[[ EXCERPTED DATA open ]]
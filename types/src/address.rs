//! 20-byte account address with `0x` hex text form.

use crate::error::SplitpayError;
use serde::{Deserialize, Serialize};
use std::fmt;
use std::str::FromStr;

/// An account identity: callers, payees, the owner, and token contracts.
///
/// Rendered as `0x` followed by 40 lowercase hex characters. Parsing accepts
/// either case.
#[derive(Clone, Copy, PartialEq, Eq, PartialOrd, Ord, Hash, Serialize, Deserialize)]
#[serde(try_from = "String", into = "String")]
pub struct Address([u8; 20]);

impl Address {
    /// The standard prefix for the textual form.
    pub const PREFIX: &'static str = "0x";

    /// The all-zero address.
    pub const ZERO: Self = Self([0u8; 20]);

    pub fn new(bytes: [u8; 20]) -> Self {
        Self(bytes)
    }

    /// Build an address whose every byte is `byte`. Handy for fixtures.
    pub fn repeat_byte(byte: u8) -> Self {
        Self([byte; 20])
    }

    /// Parse the `0x`-prefixed hex form.
    pub fn parse(s: &str) -> Result<Self, SplitpayError> {
        let digits = s
            .strip_prefix(Self::PREFIX)
            .ok_or_else(|| SplitpayError::InvalidAddress(s.to_string()))?;
        if digits.len() != 40 {
            return Err(SplitpayError::InvalidAddress(s.to_string()));
        }
        let mut bytes = [0u8; 20];
        hex::decode_to_slice(digits, &mut bytes)
            .map_err(|_| SplitpayError::InvalidAddress(s.to_string()))?;
        Ok(Self(bytes))
    }

    pub fn as_bytes(&self) -> &[u8; 20] {
        &self.0
    }

    pub fn is_zero(&self) -> bool {
        self.0 == [0u8; 20]
    }
}

impl fmt::Display for Address {
    fn fmt(&self, f: &mut fmt::Formatter<'_>) -> fmt::Result {
        write!(f, "{}{}", Self::PREFIX, hex::encode(self.0))
    }
}

impl fmt::Debug for Address {
    fn fmt(&self, f: &mut fmt::Formatter<'_>) -> fmt::Result {
        write!(f, "Address({self})")
    }
}

impl FromStr for Address {
    type Err = SplitpayError;

    fn from_str(s: &str) -> Result<Self, Self::Err> {
        Self::parse(s)
    }
}

impl TryFrom<String> for Address {
    type Error = SplitpayError;

    fn try_from(s: String) -> Result<Self, Self::Error> {
        Self::parse(&s)
    }
}

impl From<Address> for String {
    fn from(address: Address) -> Self {
        address.to_string()
    }
}
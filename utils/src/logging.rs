//! Structured logging initialisation.
//!
//! Two output formats are supported:
//! - [`LogFormat::Human`] for readable lines on a terminal.
//! - [`LogFormat::Json`] for newline-delimited JSON.
//!
//! `RUST_LOG` overrides the caller-supplied level when set
//! (e.g. `"info"`, `"warn,splitpay_ledger=debug"`).

use std::fmt;
use std::str::FromStr;

use serde::{Deserialize, Serialize};
use tracing_subscriber::{fmt as tfmt, layer::SubscriberExt, util::SubscriberInitExt, EnvFilter};

/// Selects the output format for structured logs.
///
/// Serializes as its lowercase name and deserializes through [`FromStr`],
/// so config files accept the same spellings as the command line.
#[derive(Debug, Clone, Copy, PartialEq, Eq, Default, Serialize, Deserialize)]
#[serde(try_from = "String", into = "String")]
pub enum LogFormat {
    #[default]
    Human,
    Json,
}

impl LogFormat {
    pub fn as_str(&self) -> &'static str {
        match self {
            LogFormat::Human => "human",
            LogFormat::Json => "json",
        }
    }
}

impl fmt::Display for LogFormat {
    fn fmt(&self, f: &mut fmt::Formatter<'_>) -> fmt::Result {
        f.write_str(self.as_str())
    }
}

impl FromStr for LogFormat {
    type Err = String;

    fn from_str(s: &str) -> Result<Self, Self::Err> {
        match s.to_ascii_lowercase().as_str() {
            "human" | "text" => Ok(LogFormat::Human),
            "json" => Ok(LogFormat::Json),
            other => Err(format!("unknown log format {other:?}, expected human or json")),
        }
    }
}

impl TryFrom<String> for LogFormat {
    type Error = String;

    fn try_from(s: String) -> Result<Self, Self::Error> {
        s.parse()
    }
}

impl From<LogFormat> for String {
    fn from(format: LogFormat) -> Self {
        format.as_str().to_owned()
    }
}

/// Initialise the global tracing subscriber.
///
/// Logs go to stderr so command output on stdout stays machine-readable.
/// Does nothing if a global subscriber is already installed.
pub fn init_logging(format: LogFormat, level: &str) {
    let filter = EnvFilter::try_from_default_env().unwrap_or_else(|_| EnvFilter::new(level));

    let result = match format {
        LogFormat::Human => tracing_subscriber::registry()
            .with(filter)
            .with(tfmt::layer().with_target(true).with_writer(std::io::stderr))
            .try_init(),
        LogFormat::Json => tracing_subscriber::registry()
            .with(filter)
            .with(
                tfmt::layer()
                    .json()
                    .with_target(true)
                    .with_writer(std::io::stderr),
            )
            .try_init(),
    };
    if result.is_err() {
        tracing::debug!("tracing subscriber already installed");
    }
}

/// Initialise with the `RUST_LOG` filter only, human format.
pub fn init_tracing() {
    init_logging(LogFormat::Human, "info");
}
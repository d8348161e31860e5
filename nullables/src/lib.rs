//! Nullable infrastructure for deterministic testing.
//!
//! The ledger's external collaborators (the asset host and durable storage)
//! are abstracted behind traits. This crate provides in-memory
//! implementations that:
//! - Keep every balance in memory and record every transfer
//! - Can be scripted: seeded balances, refused recipients, receive hooks
//! - Never touch the filesystem or network
//!
//! Usage: hand these to a `Ledger` in tests and simulations.

pub mod host;
pub mod store;

pub use host::{NullAssetHost, TransferKind, TransferRecord};
pub use store::NullStore;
[[ EXCERPTED DATA closed ]]
* THE TASK:
Every line of the data should be copied exactly.

* EXERCISE RESULT:
filename types/src/address.rs
//! 20-byte account address with `0x` hex text form.

use crate::error::SplitpayError;
use serde::{Deserialize, Serialize};
use std::fmt;
use std::str::FromStr;

/// An account identity: callers, payees, the owner, and token contracts.
///
/// Rendered as `0x` followed by 40 lowercase hex characters. Parsing accepts
/// either case.
#[derive(Clone, Copy, PartialEq, Eq, PartialOrd, Ord, Hash, Serialize, Deserialize)]
#[serde(try_from = "String", into = "String")]
pub struct Address([u8; 20]);

impl Address {
    /// The standard prefix for the textual form.
    pub const PREFIX: &'static str = "0x";

    /// The all-zero address.
    pub const ZERO: Self = Self([0u8; 20]);

    pub fn new(bytes: [u8; 20]) -> Self {
        Self(bytes)
    }

    /// Build an address whose every byte is `byte`. Handy for fixtures.
    pub fn repeat_byte(byte: u8) -> Self {
        Self([byte; 20])
    }

    /// Parse the `0x`-prefixed hex form.
    pub fn parse(s: &str) -> Result<Self, SplitpayError> {
        let digits = s
            .strip_prefix(Self::PREFIX)
            .ok_or_else(|| SplitpayError::InvalidAddress(s.to_string()))?;
        if digits.len() != 40 {
            return Err(SplitpayError::InvalidAddress(s.to_string()));
        }
        let mut bytes = [0u8; 20];
        hex::decode_to_slice(digits, &mut bytes)
            .map_err(|_| SplitpayError::InvalidAddress(s.to_string()))?;
        Ok(Self(bytes))
    }

    pub fn as_bytes(&self) -> &[u8; 20] {
        &self.0
    }

    pub fn is_zero(&self) -> bool {
        self.0 == [0u8; 20]
    }
}

impl fmt::Display for Address {
    fn fmt(&self, f: &mut fmt::Formatter<'_>) -> fmt::Result {
        write!(f, "{}{}", Self::PREFIX, hex::encode(self.0))
    }
}

impl fmt::Debug for Address {
    fn fmt(&self, f: &mut fmt::Formatter<'_>) -> fmt::Result {
        write!(f, "Address({self})")
    }
}

impl FromStr for Address {
    type Err = SplitpayError;

    fn from_str(s: &str) -> Result<Self, Self::Err> {
        Self::parse(s)
    }
}

impl TryFrom<String> for Address {
    type Error = SplitpayError;

    fn try_from(s: String) -> Result<Self, Self::Error> {
        Self::parse(&s)
    }
}

impl From<Address> for String {
    fn from(address: Address) -> Self {
        address.to_string()
    }
}
filename utils/src/logging.rs
//! Structured logging initialisation.
//!
//! Two output formats are supported:
//! - [`LogFormat::Human`] for readable lines on a terminal.
//! - [`LogFormat::Json`] for newline-delimited JSON.
//!
//! `RUST_LOG` overrides the caller-supplied level when set
//! (e.g. `"info"`, `"warn,splitpay_ledger=debug"`).

use std::fmt;
use std::str::FromStr;

use serde::{Deserialize, Serialize};
use tracing_subscriber::{fmt as tfmt, layer::SubscriberExt, util::SubscriberInitExt, EnvFilter};

/// Selects the output format for structured logs.
///
/// Serializes as its lowercase name and deserializes through [`FromStr`],
/// so config files accept the same spellings as the command line.
#[derive(Debug, Clone, Copy, PartialEq, Eq, Default, Serialize, Deserialize)]
#[serde(try_from = "String", into = "String")]
pub enum LogFormat {
    #[default]
    Human,
    Json,
}

impl LogFormat {
    pub fn as_str(&self) -> &'static str {
        match self {
            LogFormat::Human => "human",
            LogFormat::Json => "json",
        }
    }
}

impl fmt::Display for LogFormat {
    fn fmt(&self, f: &mut fmt::Formatter<'_>) -> fmt::Result {
        f.write_str(self.as_str())
    }
}

impl FromStr for LogFormat {
    type Err = String;

    fn from_str(s: &str) -> Result<Self, Self::Err> {
        match s.to_ascii_lowercase().as_str() {
            "human" | "text" => Ok(LogFormat::Human),
            "json" => Ok(LogFormat::Json),
            other => Err(format!("unknown log format {other:?}, expected human or json")),
        }
    }
}

impl TryFrom<String> for LogFormat {
    type Error = String;

    fn try_from(s: String) -> Result<Self, Self::Error> {
        s.parse()
    }
}

impl From<LogFormat> for String {
    fn from(format: LogFormat) -> Self {
        format.as_str().to_owned()
    }
}

/// Initialise the global tracing subscriber.
///
/// Logs go to stderr so command output on stdout stays machine-readable.
/// Does nothing if a global subscriber is already installed.
pub fn init_logging(format: LogFormat, level: &str) {
    let filter = EnvFilter::try_from_default_env().unwrap_or_else(|_| EnvFilter::new(level));

    let result = match format {
        LogFormat::Human => tracing_subscriber::registry()
            .with(filter)
            .with(tfmt::layer().with_target(true).with_writer(std::io::stderr))
            .try_init(),
        LogFormat::Json => tracing_subscriber::registry()
            .with(filter)
            .with(
                tfmt::layer()
                    .json()
                    .with_target(true)
                    .with_writer(std::io::stderr),
            )
            .try_init(),
    };
    if result.is_err() {
        tracing::debug!("tracing subscriber already installed");
    }
}

/// Initialise with the `RUST_LOG` filter only, human format.
pub fn init_tracing() {
    init_logging(LogFormat::Human, "info");
}
repository d8348161e31860e5
filename nullables/src/lib.rs
//! Nullable infrastructure for deterministic testing.
//!
//! The ledger's external collaborators (the asset host and durable storage)
//! are abstracted behind traits. This crate provides in-memory
//! implementations that:
//! - Keep every balance in memory and record every transfer
//! - Can be scripted: seeded balances, refused recipients, receive hooks
//! - Never touch the filesystem or network
//!
//! Usage: hand these to a `Ledger` in tests and simulations.

pub mod host;
pub mod store;

pub use host::{NullAssetHost, TransferKind, TransferRecord};
pub use store::NullStore;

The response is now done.